International students:

  • The debate over the inclusion of international students in the long-term migrant numbers continues. Even senior ministers are rebelling – Boris Johnson, Phillip Hammond and Liam Fox have all protested, although Jo Johnson continues to toe the party line backing the PM’s stance to include international students within the original immigration statistics. Liam Fox spoke out this week about the value of overseas campuses.
  • On Monday the House of Lords defeated the government on the Higher Education and Research Bill (HERB), approving an amendment to prevent international students being counted as long-term migrants. The government have responded that “the proposed amendment would create a situation where we were potentially unable to apply basic visa checks, or impose conditions on a student visa. It would also mean that fresh primary legislation were needed just to make minor, technical changes to immigration rules.” (Wonkhe)
  • HERB is scheduled to have its third reading in the Lords on 22 March 2017 and then will go back to the Commons. The PM’s stance on international students seems rock solid (Financial Times) and Theresa May is not expected to waiver – the parliamentary ping pong regarding international students will surely make headlines over the coming weeks.
  • Meanwhile there are worries about student recruitment. Politics Home quotes an Office for National Statistics release stating the number of students coming to the UK dropped by 41,000 in 2016.

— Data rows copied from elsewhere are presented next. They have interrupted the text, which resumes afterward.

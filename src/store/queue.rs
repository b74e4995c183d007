// Wed Oct 14 2026 - Alex

use super::error::{StoreError, StoreResult};
use crate::config::Config;
use crate::query::QueryRecord;
use crate::utils::fs::{read_optional, write_atomic};
use std::path::{Path, PathBuf};

/// Durable, duplicate-free, insertion-ordered backlog of queries. Every
/// mutation reloads the snapshot and rewrites it in full.
pub struct PendingQueue {
    path: PathBuf,
}

impl PendingQueue {
    pub fn new(config: &Config) -> Self {
        Self::at(config.queue_path())
    }

    pub fn at(path: PathBuf) -> Self {
        Self { path }
    }

    pub fn path(&self) -> &Path {
        &self.path
    }

    /// Empty when no snapshot has been written yet.
    pub fn load(&self) -> StoreResult<Vec<QueryRecord>> {
        let text = match read_optional(&self.path).map_err(|e| StoreError::io(&self.path, e))? {
            Some(text) => text,
            None => return Ok(Vec::new()),
        };

        if text.trim().is_empty() {
            return Ok(Vec::new());
        }

        serde_json::from_str(&text).map_err(|e| StoreError::CorruptQueue {
            path: self.path.clone(),
            reason: e.to_string(),
        })
    }

    pub fn persist(&self, queries: &[QueryRecord]) -> StoreResult<()> {
        let json = serde_json::to_vec_pretty(queries).map_err(|e| StoreError::CorruptQueue {
            path: self.path.clone(),
            reason: e.to_string(),
        })?;
        write_atomic(&self.path, &json).map_err(|e| StoreError::io(&self.path, e))
    }

    /// Appends unless an equal query is already queued. Returns whether the
    /// queue changed.
    pub fn enqueue(&self, query: &QueryRecord) -> StoreResult<bool> {
        let mut queries = self.load()?;
        if queries.contains(query) {
            log::debug!("Already queued: {}", query);
            return Ok(false);
        }

        queries.push(query.clone());
        self.persist(&queries)?;
        log::info!("Queued {}", query);
        Ok(true)
    }

    /// Removes the first equal query. Removing something that is not queued
    /// is a logic error and fails with `NotQueued`.
    pub fn dequeue(&self, query: &QueryRecord) -> StoreResult<()> {
        let mut queries = self.load()?;
        let index = queries
            .iter()
            .position(|q| q == query)
            .ok_or_else(|| StoreError::NotQueued(query.clone()))?;

        queries.remove(index);
        self.persist(&queries)?;
        log::info!("Dequeued {}", query);
        Ok(())
    }

    pub fn is_empty(&self) -> StoreResult<bool> {
        Ok(self.load()?.is_empty())
    }

    pub fn len(&self) -> StoreResult<usize> {
        Ok(self.load()?.len())
    }

    pub fn contains(&self, query: &QueryRecord) -> StoreResult<bool> {
        Ok(self.load()?.contains(query))
    }
}
//! Randomness source for shape creation.
//!
//! New shapes get a jittered spawn position and (for rectangles and
//! ellipses) a random fill hue. The engine draws those values through the
//! [`RandomSource`] trait so tests can substitute a fixed sequence and make
//! creation fully deterministic.

#[cfg(test)]
#[path = "rng_test.rs"]
mod rng_test;

use rand::Rng;

/// A stream of unit-interval random values.
///
/// `create_shape` draws in a fixed order: x jitter, then y jitter, then
/// (non-text shapes only) fill hue.
pub trait RandomSource {
    /// Next value in `[0, 1)`.
    fn unit(&mut self) -> f64;
}

/// Production source backed by the thread-local RNG.
#[derive(Debug, Default)]
pub struct ThreadRandom;

impl RandomSource for ThreadRandom {
    fn unit(&mut self) -> f64 {
        rand::rng().random()
    }
}

/// Fixed-sequence source for deterministic tests and demos. Cycles through
/// the given values; yields `0.0` forever when constructed empty.
#[derive(Debug, Clone)]
pub struct FixedRandom {
    values: Vec<f64>,
    next: usize,
}

impl FixedRandom {
    /// Build a source that cycles through `values` in order.
    #[must_use]
    pub fn new(values: Vec<f64>) -> Self {
        Self { values, next: 0 }
    }
}

impl RandomSource for FixedRandom {
    fn unit(&mut self) -> f64 {
        if self.values.is_empty() {
            return 0.0;
        }
        let value = self.values[self.next % self.values.len()];
        self.next += 1;
        value
    }
}
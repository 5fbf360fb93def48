//! Document model: shapes, their properties, and the in-memory store.
//!
//! This module defines the core data types that describe what is on the
//! canvas (`Shape`, `ShapeKind`), a sparse-update type for incremental edits
//! (`PartialShape`), and the store that owns all live shapes in paint order
//! (`ShapeStore`).
//!
//! Mutations flow into this layer from the engine; the host presentation
//! layer reads back through [`crate::view`] to determine what to draw.

#[cfg(test)]
#[path = "doc_test.rs"]
mod doc_test;

use serde::{Deserialize, Serialize};

use crate::consts;

/// Unique identifier for a shape.
///
/// Ids are opaque strings, assigned at creation and immutable thereafter.
/// The store mints them from a monotonic counter (`"1"`, `"2"`, ...).
pub type ShapeId = String;

/// The kind of a shape. Fixed at creation, never changes.
#[derive(Debug, Clone, Copy, PartialEq, Eq, Serialize, Deserialize)]
#[serde(rename_all = "lowercase")]
pub enum ShapeKind {
    /// Axis-aligned rectangle.
    Rectangle,
    /// Ellipse inscribed within the bounding box.
    Ellipse,
    /// Text label; `Shape::text` carries its content.
    Text,
}

/// A shape as stored in the document and handed to the host.
#[derive(Debug, Clone, PartialEq, Serialize, Deserialize)]
pub struct Shape {
    /// Unique identifier for this shape.
    pub id: ShapeId,
    /// Shape kind.
    pub kind: ShapeKind,
    /// Left edge in canvas units (top-left origin).
    pub x: f64,
    /// Top edge in canvas units.
    pub y: f64,
    /// Width in canvas units. No minimum is enforced; zero or negative
    /// extents are representable.
    pub width: f64,
    /// Height in canvas units. Same caveat as `width`.
    pub height: f64,
    /// Fill color as a CSS color string (hex, named, or `hsl(...)`).
    pub fill: String,
    /// Text content; meaningful only when `kind` is [`ShapeKind::Text`].
    #[serde(skip_serializing_if = "Option::is_none")]
    pub text: Option<String>,
}

/// Sparse update for a shape. Only present fields are applied.
#[derive(Debug, Clone, Default, PartialEq, Serialize, Deserialize)]
pub struct PartialShape {
    /// New x position, if being updated.
    #[serde(skip_serializing_if = "Option::is_none")]
    pub x: Option<f64>,
    /// New y position, if being updated.
    #[serde(skip_serializing_if = "Option::is_none")]
    pub y: Option<f64>,
    /// New width, if being updated.
    #[serde(skip_serializing_if = "Option::is_none")]
    pub width: Option<f64>,
    /// New height, if being updated.
    #[serde(skip_serializing_if = "Option::is_none")]
    pub height: Option<f64>,
    /// New fill color, if being updated.
    #[serde(skip_serializing_if = "Option::is_none")]
    pub fill: Option<String>,
    /// New text content, if being updated.
    #[serde(skip_serializing_if = "Option::is_none")]
    pub text: Option<String>,
}

impl PartialShape {
    /// Returns `true` if no field is set; applying it changes nothing.
    #[must_use]
    pub fn is_empty(&self) -> bool {
        self.x.is_none()
            && self.y.is_none()
            && self.width.is_none()
            && self.height.is_none()
            && self.fill.is_none()
            && self.text.is_none()
    }
}

/// In-memory store of shapes.
///
/// Shapes are kept in insertion order, which IS paint order: later entries
/// draw on top of earlier ones.
pub struct ShapeStore {
    shapes: Vec<Shape>,
    next_id: u64,
}

impl ShapeStore {
    /// Create an empty store.
    #[must_use]
    pub fn new() -> Self {
        Self { shapes: Vec::new(), next_id: 1 }
    }

    /// The document every editing session starts with: a rectangle, an
    /// ellipse, and a greeting text label.
    #[must_use]
    pub fn demo() -> Self {
        let mut store = Self::new();
        store.insert(Shape {
            id: "1".into(),
            kind: ShapeKind::Rectangle,
            x: 100.0,
            y: 100.0,
            width: 200.0,
            height: 150.0,
            fill: "#5B5FC7".into(),
            text: None,
        });
        store.insert(Shape {
            id: "2".into(),
            kind: ShapeKind::Ellipse,
            x: 350.0,
            y: 120.0,
            width: 120.0,
            height: 120.0,
            fill: "#F24E1E".into(),
            text: None,
        });
        store.insert(Shape {
            id: "3".into(),
            kind: ShapeKind::Text,
            x: 150.0,
            y: 300.0,
            width: 200.0,
            height: 40.0,
            fill: consts::DEFAULT_TEXT_FILL.into(),
            text: Some("Hello Figma!".into()),
        });
        store
    }

    /// Mint a fresh id, distinct from every id this store has seen.
    pub fn mint_id(&mut self) -> ShapeId {
        let id = self.next_id.to_string();
        self.next_id += 1;
        id
    }

    /// Insert a shape at the end of paint order (top-most). If a shape with
    /// the same `id` already exists it is replaced in place, keeping its
    /// paint position.
    ///
    /// Numeric ids advance the minting counter past themselves so later
    /// minted ids never collide.
    pub fn insert(&mut self, shape: Shape) {
        if let Ok(n) = shape.id.parse::<u64>() {
            if n >= self.next_id {
                self.next_id = n + 1;
            }
        }
        match self.shapes.iter_mut().find(|s| s.id == shape.id) {
            Some(existing) => *existing = shape,
            None => self.shapes.push(shape),
        }
    }

    /// Remove a shape by id, returning it if it was present.
    pub fn remove(&mut self, id: &ShapeId) -> Option<Shape> {
        let index = self.shapes.iter().position(|s| &s.id == id)?;
        Some(self.shapes.remove(index))
    }

    /// Return a reference to a shape by id.
    #[must_use]
    pub fn get(&self, id: &ShapeId) -> Option<&Shape> {
        self.shapes.iter().find(|s| &s.id == id)
    }

    /// Whether a shape with this id is present.
    #[must_use]
    pub fn contains(&self, id: &ShapeId) -> bool {
        self.get(id).is_some()
    }

    /// Apply a sparse update to an existing shape. Fields not present in
    /// `partial` are left unchanged; paint order is untouched. Returns
    /// `false` if no shape has this id.
    pub fn apply_partial(&mut self, id: &ShapeId, partial: &PartialShape) -> bool {
        let Some(shape) = self.shapes.iter_mut().find(|s| &s.id == id) else {
            return false;
        };
        if let Some(x) = partial.x {
            shape.x = x;
        }
        if let Some(y) = partial.y {
            shape.y = y;
        }
        if let Some(w) = partial.width {
            shape.width = w;
        }
        if let Some(h) = partial.height {
            shape.height = h;
        }
        if let Some(ref fill) = partial.fill {
            shape.fill = fill.clone();
        }
        if let Some(ref text) = partial.text {
            shape.text = Some(text.clone());
        }
        true
    }

    /// All shapes in paint order (first = bottom-most).
    #[must_use]
    pub fn shapes(&self) -> &[Shape] {
        &self.shapes
    }

    /// Number of shapes currently in the store.
    #[must_use]
    pub fn len(&self) -> usize {
        self.shapes.len()
    }

    /// Returns `true` if the store contains no shapes.
    #[must_use]
    pub fn is_empty(&self) -> bool {
        self.shapes.is_empty()
    }
}

impl Default for ShapeStore {
    fn default() -> Self {
        Self::new()
    }
}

Higher Education and Research Bill:

  • The HE and Research Bill has finished its third reading in the House of Lords (although it will have to go back if the House of Commons makes any changes, as seems likely).  The report stage in the Lords is on 22nd March – usually only technical or minor amendments are made at this stage.  The current version of the bill as amended by the Lords is here.
  • The surprise amendment on international students is referred to above.
  • The government won the final vote on the proposed amendment that would have required UKRI and OfS to jointly revoke research degree awarding powers, the amendment was defeated. Wonkhe report that Lord Mackay made an impassioned speech noting that it was “extraordinary” that the OfS was not required to have any expertise or experience regarding research, and yet had the unilateral power to revoke research degree awarding powers, but to no avail. The Bill continues to say that research degree-awarding powers should be made by the OfS with advice from UKRI.

With long debates, late nights and a large number of amendments, it is fair to say that HERB has received an excellent level of scrutiny within the Lords. Lord Prior of Brampton notes: “Everyone who has contributed [to the Bill debates] can take some credit for having improved it considerably. For me, it is a good example of the value this House can bring to a Bill of this kind.”

HEFCE 2017/18 funding to universities: The grant letter details the overall funding to the sector for 2017/18. It includes doubled funding for the National Collaborative Outreach Programme (£60m pa), an additional £17m increase for mainstream quality-related research, a reduction of £40m for teaching (including a reduction in PGT FTE funding rate), maintaining the disabled students premium at the 2016/17 level, the inclusion of nursing, midwifery and allied health professions (£32m), cuts to the student premium budget for full time UG of £20m (part time UG funding remains static). Institutions will receive individual allocations in April although with a publication embargo in force until May. Capital allocations will be announced in March.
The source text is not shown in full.